As a former C++ programmer, the behaviour of Haskell threads is confusing. Refer to the following Haskell code snippet:
import Control.Concurrent
import Control.Concurrent.MVar
import Data.Functor.Compose
import System.Random
randomTill0 :: MVar () -> IO () -- Roll a die until 0 comes
randomTill0 mV = do
x <- randomRIO (0,65535) :: IO Int
if 0 == x
then putMVar mV ()
else randomTill0 mV
main :: IO ()
main = do
n <- getNumCapabilities
mV <- newEmptyMVar
sequence (replicate n (forkIO (randomTill0 mV)))
readMVar mV
putStrLn "Excution complete."
As far as I know, Haskell's forkIO
is roughly equivalent to C++'s std::async
. In C++, I store a std::future
which is returned by std::async
, then std::future::wait
for it, then the thread will be std::thread::join
ed.
(Regarding the tiny delay before the message, I don't think any laziness is involved here.)
My question is:
In the above Haskell code snippet, when are the threads resulting from forkIO
s joined? Is it upon readMVar mV
, or the end of main
?
Is there a Haskell equivalent of std::thread::detach
?
As far as I understand, threads are never joined, and the program ends when main
ends. This is special to main
–– in general threads are not associated to each other in any kind of hierarchy. The concept of joining a thread does not exist: a thread runs until its action is finished or until it is explicitly killed with killThread
, and then it evaporates (thanks, garbage collector). If you want to wait for a thread to complete you have to do it yourself, probably with an MVar
.
It follows that there is no analogue of detach
–– all threads are automatically detached.

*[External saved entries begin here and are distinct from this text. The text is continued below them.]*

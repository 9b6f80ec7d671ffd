//! crates/course_platform_core/src/payment.rs
//!
//! The payment gateway port and the integer minor-unit arithmetic used to talk to it.

use async_trait::async_trait;
use rust_decimal::prelude::ToPrimitive;
use rust_decimal::Decimal;
use uuid::Uuid;

use crate::domain::CourseId;

/// Minor units per major unit for every currency the platform charges in.
const MINOR_UNIT_EXPONENT: u32 = 2;

//=========================================================================================
// Gateway Error
//=========================================================================================

#[derive(Debug, Clone, PartialEq, Eq, thiserror::Error)]
pub enum GatewayError {
    #[error("Charge amount must be positive, got {0}")]
    InvalidAmount(i64),
    /// Transport, authentication or timeout failure talking to the provider.
    #[error("Payment gateway unavailable: {0}")]
    Unavailable(String),
    #[error("Payment session not found: {0}")]
    NotFound(String),
    #[error("Payment session is not completed (status: {status})")]
    NotCompleted { status: String },
}

//=========================================================================================
// Gateway Data Types
//=========================================================================================

/// Opaque identifiers echoed back by the provider so a verified session can be
/// matched to the learner and course that started it.
#[derive(Debug, Clone, Copy, PartialEq, Eq)]
pub struct Correlation {
    pub learner_id: Uuid,
    pub course_id: CourseId,
}

#[derive(Debug, Clone, PartialEq)]
pub struct CheckoutRequest {
    pub amount_minor: i64,
    pub currency: String,
    pub product_name: String,
    pub product_description: String,
    pub correlation: Correlation,
    pub customer_email: Option<String>,
    pub success_url: String,
    pub cancel_url: String,
}

/// A provider-hosted checkout session the learner is sent to.
#[derive(Debug, Clone, PartialEq, Eq)]
pub struct SessionHandle {
    pub id: String,
    pub url: Option<String>,
}

#[derive(Debug, Clone, Copy, PartialEq, Eq)]
pub enum SessionStatus {
    Completed,
    Pending,
    Expired,
}

/// The provider's authoritative view of a finished session.
#[derive(Debug, Clone, PartialEq)]
pub struct VerifiedPayment {
    pub session_id: String,
    pub amount_minor: i64,
    pub currency: String,
    pub status: SessionStatus,
    pub transaction_id: String,
    /// `None` when the provider returned no correlation metadata.
    pub correlation: Option<Correlation>,
}

//=========================================================================================
// Gateway Port
//=========================================================================================

#[async_trait]
pub trait PaymentGateway: Send + Sync {
    /// Creates a hosted checkout session on the provider.
    async fn create_session(&self, request: CheckoutRequest) -> Result<SessionHandle, GatewayError>;

    /// Fetches a session from the provider and succeeds only if it is paid.
    /// Each call may contact the provider.
    async fn verify_session(&self, session_id: &str) -> Result<VerifiedPayment, GatewayError>;
}

//=========================================================================================
// Minor Units
//=========================================================================================

#[derive(Debug, Clone, PartialEq, Eq, thiserror::Error)]
pub enum AmountError {
    #[error("amount {0} is not positive")]
    NotPositive(Decimal),
    #[error("amount {0} has more precision than the currency's minor unit")]
    Inexact(Decimal),
    #[error("amount {0} does not fit in minor units")]
    Overflow(Decimal),
}

/// Converts a decimal amount into integer minor units (e.g. 199.99 -> 19999).
///
/// Refuses amounts that are not positive or that would lose a fraction of a minor unit.
pub fn to_minor_units(amount: Decimal) -> Result<i64, AmountError> {
    if amount <= Decimal::ZERO {
        return Err(AmountError::NotPositive(amount));
    }
    let scaled = amount
        .checked_mul(Decimal::from(10_i64.pow(MINOR_UNIT_EXPONENT)))
        .ok_or(AmountError::Overflow(amount))?;
    if !scaled.fract().is_zero() {
        return Err(AmountError::Inexact(amount));
    }
    scaled.to_i64().ok_or(AmountError::Overflow(amount))
}

pub fn from_minor_units(amount_minor: i64) -> Decimal {
    Decimal::new(amount_minor, MINOR_UNIT_EXPONENT)
}
pub mod authoring;
pub mod catalog;
pub mod domain;
pub mod memory;
pub mod payment;
pub mod ports;
pub mod workflow;

pub use authoring::{check_video_references, validate_course, CourseInput, VideoInput};
pub use catalog::{CatalogError, CourseCatalog, CourseDetail};
pub use domain::{
    Course, CourseFilter, CourseId, CourseLevel, CourseVideo, Enrollment, EnrollmentStats,
    EnrollmentStatus, Learner, NewEnrollment, PaymentDetails, PaymentStatus,
};
pub use memory::InMemoryStore;
pub use payment::{
    CheckoutRequest, Correlation, GatewayError, PaymentGateway, SessionHandle, SessionStatus,
    VerifiedPayment,
};
pub use ports::{CatalogRepository, EnrollmentLedger, LedgerWrite, PortError, PortResult};
pub use workflow::{
    CheckoutSettings, EnrollmentError, EnrollmentResult, EnrollmentWorkflow, PaymentIntent,
};
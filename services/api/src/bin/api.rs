//! services/api/src/bin/api.rs

use api_lib::{
    adapters::{DbAdapter, StripeGateway},
    config::Config,
    error::ApiError,
    web::{router, ApiDoc, AppState},
};
use axum::http::{
    header::{ACCEPT, CONTENT_TYPE},
    HeaderName, HeaderValue, Method,
};
use axum::Router;
use course_platform_core::CheckoutSettings;
use sqlx::postgres::PgPoolOptions;
use std::sync::Arc;
use tower_http::cors::CorsLayer;
use tracing::info;
use tracing_subscriber::{layer::SubscriberExt, util::SubscriberInitExt};
use utoipa::OpenApi;
use utoipa_swagger_ui::SwaggerUi;

#[tokio::main]
async fn main() -> Result<(), ApiError> {
    // --- 1. Load Configuration & Set Up Logging ---
    let config = Arc::new(Config::from_env()?);
    tracing_subscriber::registry()
        .with(tracing_subscriber::EnvFilter::new(config.log_level.to_string()))
        .with(tracing_subscriber::fmt::layer())
        .init();
    info!("Configuration loaded. Starting server...");

    // --- 2. Connect to Database & Run Migrations ---
    info!("Connecting to database...");
    let db_pool = PgPoolOptions::new()
        .max_connections(5)
        .connect(&config.database_url)
        .await?;
    let db_adapter = Arc::new(DbAdapter::new(db_pool));
    info!("Running database migrations...");
    db_adapter.run_migrations().await?;
    info!("Database migrations complete.");

    // --- 3. Initialize the Payment Gateway ---
    let gateway = Arc::new(StripeGateway::new(
        config.stripe_secret_key.clone(),
        config.stripe_api_base.clone(),
        config.gateway_timeout,
    )?);
    info!(
        "Stripe gateway ready at {} (timeout {:?})",
        config.stripe_api_base, config.gateway_timeout
    );

    // --- 4. Build the Shared AppState ---
    let settings = CheckoutSettings {
        currency: config.payment_currency.clone(),
        public_base_url: config.public_base_url.clone(),
        publishable_key: config.stripe_publishable_key.clone(),
    };
    let app_state = Arc::new(AppState::new(
        db_adapter.clone(),
        db_adapter,
        gateway,
        settings,
    ));

    // --- 5. Create the Web Router ---
    let origin = config.cors_origin.parse::<HeaderValue>().map_err(|e| {
        ApiError::Internal(format!("Invalid CORS_ORIGIN '{}': {}", config.cors_origin, e))
    })?;
    let cors = CorsLayer::new()
        .allow_origin(origin)
        .allow_methods([Method::GET, Method::POST, Method::PUT, Method::DELETE, Method::OPTIONS])
        .allow_headers([
            CONTENT_TYPE,
            ACCEPT,
            HeaderName::from_static("x-user-id"),
            HeaderName::from_static("x-user-email"),
        ]);

    // Merge the API router with the Swagger UI router for a complete application.
    let app = Router::new()
        .merge(router(app_state).layer(cors))
        .merge(SwaggerUi::new("/swagger-ui").url("/api-docs/openapi.json", ApiDoc::openapi()));

    // --- 6. Start the Server ---
    info!("Starting server on {}", config.bind_address);
    info!(
        "Swagger UI available at http://{}/swagger-ui",
        config.bind_address
    );
    let listener = tokio::net::TcpListener::bind(&config.bind_address).await?;
    axum::serve(listener, app).await?;

    Ok(())
}
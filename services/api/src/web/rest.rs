//! services/api/src/web/rest.rs
//!
//! Contains the Axum handlers for the course catalog endpoints, the shared
//! response payloads and the master definition for the OpenAPI specification.

use crate::web::{enroll, middleware::learner_from_headers, state::AppState};
use axum::{
    extract::{Path, Query, State},
    http::{HeaderMap, StatusCode},
    response::{IntoResponse, Json},
};
use chrono::{DateTime, NaiveDate, Utc};
use course_platform_core::{
    CatalogError, Course, CourseDetail, CourseFilter, CourseId, CourseInput, CourseLevel,
    CourseVideo, EnrollmentStats, EnrollmentStatus, PaymentStatus, VideoInput,
};
use rust_decimal::Decimal;
use serde::{Deserialize, Serialize};
use std::collections::BTreeMap;
use std::sync::Arc;
use tracing::{error, warn};
use utoipa::{IntoParams, OpenApi, ToSchema};
use validator::{ValidationErrors, ValidationErrorsKind};

//=========================================================================================
// OpenAPI Master Definition
//=========================================================================================

#[derive(OpenApi)]
#[openapi(
    paths(
        list_courses_handler,
        create_course_handler,
        course_detail_handler,
        update_course_handler,
        delete_course_handler,
        enroll::enroll_handler,
        enroll::payment_page_handler,
        enroll::checkout_session_handler,
        enroll::payment_success_handler,
        enroll::payment_cancel_handler,
        enroll::my_enrollments_handler,
        enroll::complete_handler,
        enroll::drop_handler,
    ),
    components(
        schemas(
            CourseInput, VideoInput, CourseLevel, EnrollmentStatus, PaymentStatus,
            EnrollmentStats, CourseResponse, VideoResponse, CourseDetailResponse, ErrorResponse,
            enroll::EnrollResponse, enroll::CheckoutSessionResponse,
            enroll::PaymentIntentResponse, enroll::EnrollmentResponse,
            enroll::PaymentResponse, enroll::PaymentOutcomeResponse,
        )
    ),
    tags(
        (name = "Course Platform API", description = "Course catalog, enrollment and checkout endpoints.")
    )
)]
pub struct ApiDoc;

//=========================================================================================
// Shared Error Payload
//=========================================================================================

/// The body of every error response.
#[derive(Debug, Serialize, ToSchema)]
pub struct ErrorResponse {
    pub error: String,
    /// Where the client should send the learner next, when there is an obvious place.
    #[serde(skip_serializing_if = "Option::is_none")]
    pub redirect_url: Option<String>,
    /// Field-keyed validation messages; nested videos appear as `videos[0].youtube_url`.
    #[serde(skip_serializing_if = "BTreeMap::is_empty")]
    pub fields: BTreeMap<String, Vec<String>>,
}

pub type ErrorReply = (StatusCode, Json<ErrorResponse>);

pub fn error_reply(status: StatusCode, message: impl Into<String>) -> ErrorReply {
    (
        status,
        Json(ErrorResponse {
            error: message.into(),
            redirect_url: None,
            fields: BTreeMap::new(),
        }),
    )
}

fn flatten_errors(prefix: &str, errors: &ValidationErrors, out: &mut BTreeMap<String, Vec<String>>) {
    for (field, kind) in errors.errors() {
        let key = if prefix.is_empty() {
            field.to_string()
        } else {
            format!("{}.{}", prefix, field)
        };
        match kind {
            ValidationErrorsKind::Field(list) => {
                out.entry(key).or_default().extend(list.iter().map(|e| {
                    e.message
                        .as_ref()
                        .map(|m| m.to_string())
                        .unwrap_or_else(|| e.code.to_string())
                }))
            }
            ValidationErrorsKind::Struct(inner) => flatten_errors(&key, inner, out),
            ValidationErrorsKind::List(items) => {
                for (index, inner) in items {
                    flatten_errors(&format!("{}[{}]", key, index), inner, out);
                }
            }
        }
    }
}

fn catalog_error_reply(e: CatalogError) -> ErrorReply {
    match e {
        CatalogError::NotFound(id) => {
            error_reply(StatusCode::NOT_FOUND, format!("Course {} not found", id))
        }
        CatalogError::Validation(errors) => {
            let mut fields = BTreeMap::new();
            flatten_errors("", &errors, &mut fields);
            (
                StatusCode::UNPROCESSABLE_ENTITY,
                Json(ErrorResponse {
                    error: "Please correct the errors below.".to_string(),
                    redirect_url: None,
                    fields,
                }),
            )
        }
        CatalogError::Conflict(msg) => {
            warn!("Rejected course edit: {}", msg);
            error_reply(
                StatusCode::CONFLICT,
                "The course changed while you were editing it. Please reload and try again.",
            )
        }
        CatalogError::Storage(e) => {
            error!("Catalog storage failure: {:?}", e);
            error_reply(StatusCode::INTERNAL_SERVER_ERROR, "Internal server error")
        }
    }
}

//=========================================================================================
// API Response and Query Structs
//=========================================================================================

/// A course as shown in listings and on its own page.
#[derive(Debug, Serialize, ToSchema)]
pub struct CourseResponse {
    pub id: CourseId,
    pub title: String,
    pub short_description: String,
    pub description: String,
    pub what_youll_learn: String,
    pub requirements: String,
    pub instructor: String,
    pub instructor_bio: String,
    pub level: CourseLevel,
    pub category: String,
    pub is_published: bool,
    pub is_featured: bool,
    pub published_at: Option<DateTime<Utc>>,
    pub start_date: Option<NaiveDate>,
    pub end_date: Option<NaiveDate>,
    pub duration_weeks: Option<u32>,
    pub duration_display: String,
    pub price: Decimal,
    pub discount_price: Option<Decimal>,
    pub discount_percentage: u32,
    /// What the learner pays: the discount price when present, else the price.
    pub effective_price: Decimal,
    pub is_free: bool,
    pub thumbnail: Option<String>,
    pub promo_video: Option<String>,
    pub students_enrolled: u32,
    pub average_rating: Decimal,
    pub total_reviews: u32,
    pub created_at: DateTime<Utc>,
    pub updated_at: DateTime<Utc>,
}

impl From<Course> for CourseResponse {
    fn from(course: Course) -> Self {
        Self {
            duration_display: course.duration_display(),
            discount_percentage: course.discount_percentage(),
            effective_price: course.charge_amount(),
            is_free: course.is_free(),
            id: course.id,
            title: course.title,
            short_description: course.short_description,
            description: course.description,
            what_youll_learn: course.what_youll_learn,
            requirements: course.requirements,
            instructor: course.instructor,
            instructor_bio: course.instructor_bio,
            level: course.level,
            category: course.category,
            is_published: course.is_published,
            is_featured: course.is_featured,
            published_at: course.published_at,
            start_date: course.start_date,
            end_date: course.end_date,
            duration_weeks: course.duration_weeks,
            price: course.price,
            discount_price: course.discount_price,
            thumbnail: course.thumbnail,
            promo_video: course.promo_video,
            students_enrolled: course.students_enrolled,
            average_rating: course.average_rating,
            total_reviews: course.total_reviews,
            created_at: course.created_at,
            updated_at: course.updated_at,
        }
    }
}

#[derive(Debug, Serialize, ToSchema)]
pub struct VideoResponse {
    pub id: i64,
    pub title: String,
    pub youtube_url: String,
    pub embed_url: String,
    pub order: u32,
}

impl From<CourseVideo> for VideoResponse {
    fn from(video: CourseVideo) -> Self {
        Self {
            embed_url: video.embed_url(),
            id: video.id,
            title: video.title,
            youtube_url: video.youtube_url,
            order: video.order,
        }
    }
}

#[derive(Debug, Serialize, ToSchema)]
pub struct CourseDetailResponse {
    pub course: CourseResponse,
    pub videos: Vec<VideoResponse>,
    pub stats: EnrollmentStats,
    pub is_enrolled: bool,
    pub similar_courses: Vec<CourseResponse>,
}

impl From<CourseDetail> for CourseDetailResponse {
    fn from(detail: CourseDetail) -> Self {
        Self {
            course: detail.course.into(),
            videos: detail.videos.into_iter().map(Into::into).collect(),
            stats: detail.stats,
            is_enrolled: detail.is_enrolled,
            similar_courses: detail.similar.into_iter().map(Into::into).collect(),
        }
    }
}

#[derive(Debug, Default, Deserialize, IntoParams)]
#[into_params(parameter_in = Query)]
pub struct ListCoursesQuery {
    /// Matched case-insensitively against title, instructor, category and description.
    pub search: Option<String>,
    /// `BEGINNER`, `INTERMEDIATE` or `ADVANCED`.
    pub level: Option<String>,
    pub published: Option<bool>,
}

//=========================================================================================
// REST API Handlers
//=========================================================================================

/// Liveness probe.
pub async fn health_handler() -> &'static str {
    "ok"
}

/// List courses, newest first.
#[utoipa::path(
    get,
    path = "/courses",
    params(ListCoursesQuery),
    responses(
        (status = 200, description = "Matching courses", body = [CourseResponse]),
        (status = 400, description = "Unknown level", body = ErrorResponse)
    )
)]
pub async fn list_courses_handler(
    State(app_state): State<Arc<AppState>>,
    Query(query): Query<ListCoursesQuery>,
) -> Result<Json<Vec<CourseResponse>>, ErrorReply> {
    let level = match query.level.as_deref().map(str::trim).filter(|l| !l.is_empty()) {
        Some(raw) => Some(raw.parse::<CourseLevel>().map_err(|e| {
            error_reply(StatusCode::BAD_REQUEST, e.to_string())
        })?),
        None => None,
    };
    let filter = CourseFilter {
        text: query.search,
        level,
        published: query.published,
    };

    let courses = app_state
        .catalog
        .list_courses(&filter)
        .await
        .map_err(catalog_error_reply)?;
    Ok(Json(courses.into_iter().map(Into::into).collect()))
}

/// Create a course together with its videos.
#[utoipa::path(
    post,
    path = "/courses",
    request_body = CourseInput,
    responses(
        (status = 201, description = "Course created", body = CourseResponse),
        (status = 422, description = "Validation failed", body = ErrorResponse)
    )
)]
pub async fn create_course_handler(
    State(app_state): State<Arc<AppState>>,
    Json(input): Json<CourseInput>,
) -> Result<impl IntoResponse, ErrorReply> {
    let course = app_state
        .catalog
        .create_course(input, Utc::now().date_naive())
        .await
        .map_err(catalog_error_reply)?;
    Ok((StatusCode::CREATED, Json(CourseResponse::from(course))))
}

/// Show one course with its videos, enrollment stats and similar courses.
///
/// The `x-user-id` header is optional here; when present it drives `is_enrolled`.
#[utoipa::path(
    get,
    path = "/courses/{course_id}",
    params(
        ("course_id" = i64, Path, description = "The course ID."),
        ("x-user-id" = Option<uuid::Uuid>, Header, description = "The learner viewing the page.")
    ),
    responses(
        (status = 200, description = "Course detail", body = CourseDetailResponse),
        (status = 404, description = "No such course", body = ErrorResponse)
    )
)]
pub async fn course_detail_handler(
    State(app_state): State<Arc<AppState>>,
    Path(course_id): Path<i64>,
    headers: HeaderMap,
) -> Result<Json<CourseDetailResponse>, ErrorReply> {
    let learner = learner_from_headers(&headers)
        .map_err(|status| error_reply(status, "Invalid x-user-id format"))?;
    let detail = app_state
        .catalog
        .course_detail(course_id, learner.map(|l| l.id))
        .await
        .map_err(catalog_error_reply)?;
    Ok(Json(detail.into()))
}

/// Update a course and apply its video changes.
#[utoipa::path(
    put,
    path = "/courses/{course_id}",
    params(("course_id" = i64, Path, description = "The course ID.")),
    request_body = CourseInput,
    responses(
        (status = 200, description = "Course updated", body = CourseResponse),
        (status = 404, description = "No such course", body = ErrorResponse),
        (status = 409, description = "Videos changed concurrently", body = ErrorResponse),
        (status = 422, description = "Validation failed, including unknown video ids", body = ErrorResponse)
    )
)]
pub async fn update_course_handler(
    State(app_state): State<Arc<AppState>>,
    Path(course_id): Path<i64>,
    Json(input): Json<CourseInput>,
) -> Result<Json<CourseResponse>, ErrorReply> {
    let course = app_state
        .catalog
        .update_course(course_id, input, Utc::now().date_naive())
        .await
        .map_err(catalog_error_reply)?;
    Ok(Json(course.into()))
}

/// Delete a course along with its videos and enrollments.
#[utoipa::path(
    delete,
    path = "/courses/{course_id}",
    params(("course_id" = i64, Path, description = "The course ID.")),
    responses(
        (status = 204, description = "Course deleted"),
        (status = 404, description = "No such course", body = ErrorResponse)
    )
)]
pub async fn delete_course_handler(
    State(app_state): State<Arc<AppState>>,
    Path(course_id): Path<i64>,
) -> Result<StatusCode, ErrorReply> {
    app_state
        .catalog
        .delete_course(course_id)
        .await
        .map_err(catalog_error_reply)?;
    Ok(StatusCode::NO_CONTENT)
}
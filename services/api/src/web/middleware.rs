//! services/api/src/web/middleware.rs
//!
//! Learner identification for routes that act on behalf of a learner.
//!
//! The identity provider in front of this service asserts who the learner is
//! through the `x-user-id` header (and optionally `x-user-email`).

use axum::{
    extract::Request,
    http::{HeaderMap, StatusCode},
    middleware::Next,
    response::Response,
};
use course_platform_core::Learner;
use tracing::warn;
use uuid::Uuid;

pub const LEARNER_ID_HEADER: &str = "x-user-id";
pub const LEARNER_EMAIL_HEADER: &str = "x-user-email";

/// Reads the learner from the request headers.
///
/// Returns `Ok(None)` when no learner header is present and `400 Bad Request`
/// when one is present but is not a UUID.
pub fn learner_from_headers(headers: &HeaderMap) -> Result<Option<Learner>, StatusCode> {
    let Some(raw) = headers.get(LEARNER_ID_HEADER) else {
        return Ok(None);
    };
    let id = raw
        .to_str()
        .ok()
        .and_then(|v| Uuid::parse_str(v.trim()).ok())
        .ok_or_else(|| {
            warn!("Rejected malformed {} header", LEARNER_ID_HEADER);
            StatusCode::BAD_REQUEST
        })?;

    let learner = match headers
        .get(LEARNER_EMAIL_HEADER)
        .and_then(|v| v.to_str().ok())
        .map(str::trim)
        .filter(|email| !email.is_empty())
    {
        Some(email) => Learner::new(id).with_email(email),
        None => Learner::new(id),
    };
    Ok(Some(learner))
}

/// Middleware that requires a learner identity.
///
/// If valid, inserts the `Learner` into request extensions for handlers to use.
/// If missing, returns 401 Unauthorized.
pub async fn require_learner(mut req: Request, next: Next) -> Result<Response, StatusCode> {
    let learner = learner_from_headers(req.headers())?.ok_or(StatusCode::UNAUTHORIZED)?;
    req.extensions_mut().insert(learner);
    Ok(next.run(req).await)
}
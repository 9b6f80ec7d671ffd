#![allow(dead_code)]

use async_trait::async_trait;
use chrono::{DateTime, Utc};
use course_platform_core::{
    CatalogRepository, CheckoutRequest, CheckoutSettings, Correlation, Course, CourseCatalog,
    CourseId, CourseInput, CourseLevel, Enrollment, EnrollmentLedger, EnrollmentStats,
    EnrollmentStatus, EnrollmentWorkflow, GatewayError, InMemoryStore, LedgerWrite,
    NewEnrollment, PaymentGateway, PortResult, SessionHandle, SessionStatus, VerifiedPayment,
    VideoInput,
};
use rust_decimal::Decimal;
use std::collections::HashMap;
use std::sync::atomic::{AtomicUsize, Ordering};
use std::sync::{Arc, Mutex};
use tokio::sync::Barrier;
use uuid::Uuid;

/// A gateway double: records checkout requests and answers verification from a script.
#[derive(Default)]
pub struct ScriptedGateway {
    pub created: Mutex<Vec<CheckoutRequest>>,
    sessions: Mutex<HashMap<String, Result<VerifiedPayment, GatewayError>>>,
    pub verify_calls: Mutex<u32>,
    pub unavailable: Mutex<bool>,
}

impl ScriptedGateway {
    pub fn script(&self, session_id: &str, outcome: Result<VerifiedPayment, GatewayError>) {
        self.sessions
            .lock()
            .unwrap()
            .insert(session_id.to_string(), outcome);
    }

    pub fn script_paid(&self, session_id: &str, learner_id: Uuid, course_id: i64, amount_minor: i64) {
        self.script(
            session_id,
            Ok(VerifiedPayment {
                session_id: session_id.to_string(),
                amount_minor,
                currency: "inr".to_string(),
                status: SessionStatus::Completed,
                transaction_id: format!("pi_{}", session_id),
                correlation: Some(Correlation {
                    learner_id,
                    course_id,
                }),
            }),
        );
    }

    pub fn created_count(&self) -> usize {
        self.created.lock().unwrap().len()
    }
}

#[async_trait]
impl PaymentGateway for ScriptedGateway {
    async fn create_session(&self, request: CheckoutRequest) -> Result<SessionHandle, GatewayError> {
        if request.amount_minor <= 0 {
            return Err(GatewayError::InvalidAmount(request.amount_minor));
        }
        if *self.unavailable.lock().unwrap() {
            return Err(GatewayError::Unavailable("connection refused".to_string()));
        }
        let mut created = self.created.lock().unwrap();
        created.push(request);
        let id = format!("cs_test_{}", created.len());
        Ok(SessionHandle {
            url: Some(format!("https://checkout.example/{}", id)),
            id,
        })
    }

    async fn verify_session(&self, session_id: &str) -> Result<VerifiedPayment, GatewayError> {
        *self.verify_calls.lock().unwrap() += 1;
        if *self.unavailable.lock().unwrap() {
            return Err(GatewayError::Unavailable("timed out".to_string()));
        }
        self.sessions
            .lock()
            .unwrap()
            .get(session_id)
            .cloned()
            .unwrap_or_else(|| Err(GatewayError::NotFound(session_id.to_string())))
    }
}

/// Wraps the in-memory ledger so that the first `readers` lookups all return before any
/// of them proceeds, forcing their follow-up writes to interleave.
pub struct LockstepLedger {
    inner: InMemoryStore,
    readers: usize,
    reads: AtomicUsize,
    barrier: Barrier,
}

impl LockstepLedger {
    pub fn new(inner: InMemoryStore, readers: usize) -> Self {
        Self {
            inner,
            readers,
            reads: AtomicUsize::new(0),
            barrier: Barrier::new(readers),
        }
    }
}

#[async_trait]
impl EnrollmentLedger for LockstepLedger {
    async fn find_enrollment(
        &self,
        learner_id: Uuid,
        course_id: CourseId,
    ) -> PortResult<Option<Enrollment>> {
        let found = self.inner.find_enrollment(learner_id, course_id).await?;
        if self.reads.fetch_add(1, Ordering::SeqCst) < self.readers {
            self.barrier.wait().await;
        }
        Ok(found)
    }

    async fn record_enrollment(&self, enrollment: NewEnrollment) -> PortResult<LedgerWrite> {
        self.inner.record_enrollment(enrollment).await
    }

    async fn update_status(
        &self,
        learner_id: Uuid,
        course_id: CourseId,
        expected: EnrollmentStatus,
        status: EnrollmentStatus,
        completed_at: Option<DateTime<Utc>>,
    ) -> PortResult<Enrollment> {
        self.inner
            .update_status(learner_id, course_id, expected, status, completed_at)
            .await
    }

    async fn recount_active(&self, course_id: CourseId) -> PortResult<u32> {
        self.inner.recount_active(course_id).await
    }

    async fn enrollment_stats(&self, course_id: CourseId) -> PortResult<EnrollmentStats> {
        self.inner.enrollment_stats(course_id).await
    }

    async fn enrollments_for_learner(&self, learner_id: Uuid) -> PortResult<Vec<Enrollment>> {
        self.inner.enrollments_for_learner(learner_id).await
    }
}

pub fn settings() -> CheckoutSettings {
    CheckoutSettings {
        currency: "inr".to_string(),
        public_base_url: "https://courses.example/".to_string(),
        publishable_key: Some("pk_test_123".to_string()),
    }
}

/// A workflow over `store` whose first two ledger lookups run in lockstep.
pub fn lockstep_workflow(store: &InMemoryStore) -> EnrollmentWorkflow {
    EnrollmentWorkflow::new(
        Arc::new(store.clone()),
        Arc::new(LockstepLedger::new(store.clone(), 2)),
        Arc::new(ScriptedGateway::default()),
        settings(),
    )
}

pub struct Harness {
    pub store: InMemoryStore,
    pub gateway: Arc<ScriptedGateway>,
    pub workflow: EnrollmentWorkflow,
    pub catalog: CourseCatalog,
}

pub fn harness() -> Harness {
    let store = InMemoryStore::new();
    let gateway = Arc::new(ScriptedGateway::default());
    let workflow = EnrollmentWorkflow::new(
        Arc::new(store.clone()),
        Arc::new(store.clone()),
        gateway.clone(),
        settings(),
    );
    let catalog = CourseCatalog::new(Arc::new(store.clone()), Arc::new(store.clone()));
    Harness {
        store,
        gateway,
        workflow,
        catalog,
    }
}

/// A course input that satisfies every publishing rule.
pub fn course_input(title: &str, price: Decimal) -> CourseInput {
    CourseInput {
        title: title.to_string(),
        short_description: "A short pitch".to_string(),
        description: format!("Everything about {}", title),
        what_youll_learn: "Lots".to_string(),
        requirements: "Curiosity".to_string(),
        instructor: "Ferris".to_string(),
        instructor_bio: "Crab".to_string(),
        level: CourseLevel::Beginner,
        category: "Programming".to_string(),
        is_published: true,
        is_featured: false,
        start_date: None,
        end_date: None,
        duration_weeks: Some(8),
        price,
        discount_price: None,
        thumbnail: Some("course_thumbnails/rust.png".to_string()),
        promo_video: None,
        videos: Vec::new(),
    }
}

pub fn video(title: &str, order: i32) -> VideoInput {
    VideoInput {
        id: None,
        title: title.to_string(),
        youtube_url: format!("https://www.youtube.com/watch?v={}", title),
        order,
        delete: false,
    }
}

/// Stores a course straight through the repository, bypassing validation.
pub async fn seed(store: &InMemoryStore, input: CourseInput) -> Course {
    let published_at = input.is_published.then(Utc::now);
    store.create_course(&input, published_at).await.unwrap()
}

Another thing worth mentioning is that there is not a 1:1 correspondence between OS threads and Haskell threads. The Haskell runtime system has its own scheduler that can run multiple Haskell threads on a single OS thread; and in general a Haskell thread will bounce around between different OS threads over the course of its lifetime. There is a concept of bound threads which are tied to an OS thread, but really the only reason to use that is if you are interfacing with code in other languages that distinguishes between OS threads.